> **Assignment**:
Copy each line below that includes "PathBuf".

> **Provided records**:
======

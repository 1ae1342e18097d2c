//! Compilation pipeline: pose sampling, record encoding, batch runs.

mod batch;
mod record;
mod sampler;

pub use batch::*;
pub use record::*;
pub use sampler::*;
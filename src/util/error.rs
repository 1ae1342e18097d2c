//! Error types for the animpack library.

use std::path::PathBuf;
use thiserror::Error;

/// Main error type for compile and decode operations.
#[derive(Error, Debug)]
pub enum Error {
    /// The loaded scene has no authored actions, so the frame range
    /// cannot be resolved. Fatal for the whole batch.
    #[error("No actions found in scene")]
    NoActionsFound,

    /// A value destined for a single-byte field exceeds 255.
    #[error("Value {0} does not fit in a single byte")]
    ValueOutOfRange(u32),

    /// The scene host rejected an asset file.
    #[error("Failed to import {path}: {reason}")]
    ImportFailure { path: PathBuf, reason: String },

    /// Archive data ends before a field is complete.
    #[error("Unexpected end of archive data at offset {0}")]
    UnexpectedEof(usize),

    /// A record did not end with the `END` terminator.
    #[error("Record '{0}' corrupted: terminator not reached")]
    MissingTerminator(String),

    /// A record started with an unrecognized tag byte.
    #[error("Unknown record tag: 0x{0:02x}")]
    UnknownRecordTag(u8),

    /// I/O error
    #[error("I/O error: {0}")]
    Io(#[from] std::io::Error),

    /// UTF-8 conversion error
    #[error("Invalid UTF-8: {0}")]
    Utf8(#[from] std::string::FromUtf8Error),
}

impl Error {
    /// Create an import failure for the given asset path.
    pub fn import(path: impl Into<PathBuf>, reason: impl Into<String>) -> Self {
        Self::ImportFailure {
            path: path.into(),
            reason: reason.into(),
        }
    }
}

/// Result type alias for animpack operations.
pub type Result<T> = std::result::Result<T, Error>;
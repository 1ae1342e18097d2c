//! Per-frame pose sampling.

use crate::host::{BoneHandle, SceneHost};
use crate::wire::Writer;

/// Sample every frame in `0..frames` and encode the poses immediately.
///
/// `bones` is the fixed iteration order selected before framing began;
/// it must not change for the remainder of the record. Each frame the
/// host is advanced and re-evaluated once (hosts resolve parents before
/// children), then every bone's transform is encoded in order:
/// translation, Euler rotation, scale.
pub fn sample_frames(
    host: &mut dyn SceneHost,
    bones: &[BoneHandle],
    frames: u32,
    writer: &mut Writer,
) {
    for frame in 0..frames {
        host.set_current_frame(frame);
        host.force_evaluate();
        for &bone in bones {
            let pose = host.local_transform(bone);
            writer.write_vec3(pose.translation);
            writer.write_vec3(pose.rotation_euler);
            writer.write_vec3(pose.scale);
        }
    }
}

======

> **Response**:
use std::path::PathBuf;
    ImportFailure { path: PathBuf, reason: String },
    pub fn import(path: impl Into<PathBuf>, reason: impl Into<String>) -> Self {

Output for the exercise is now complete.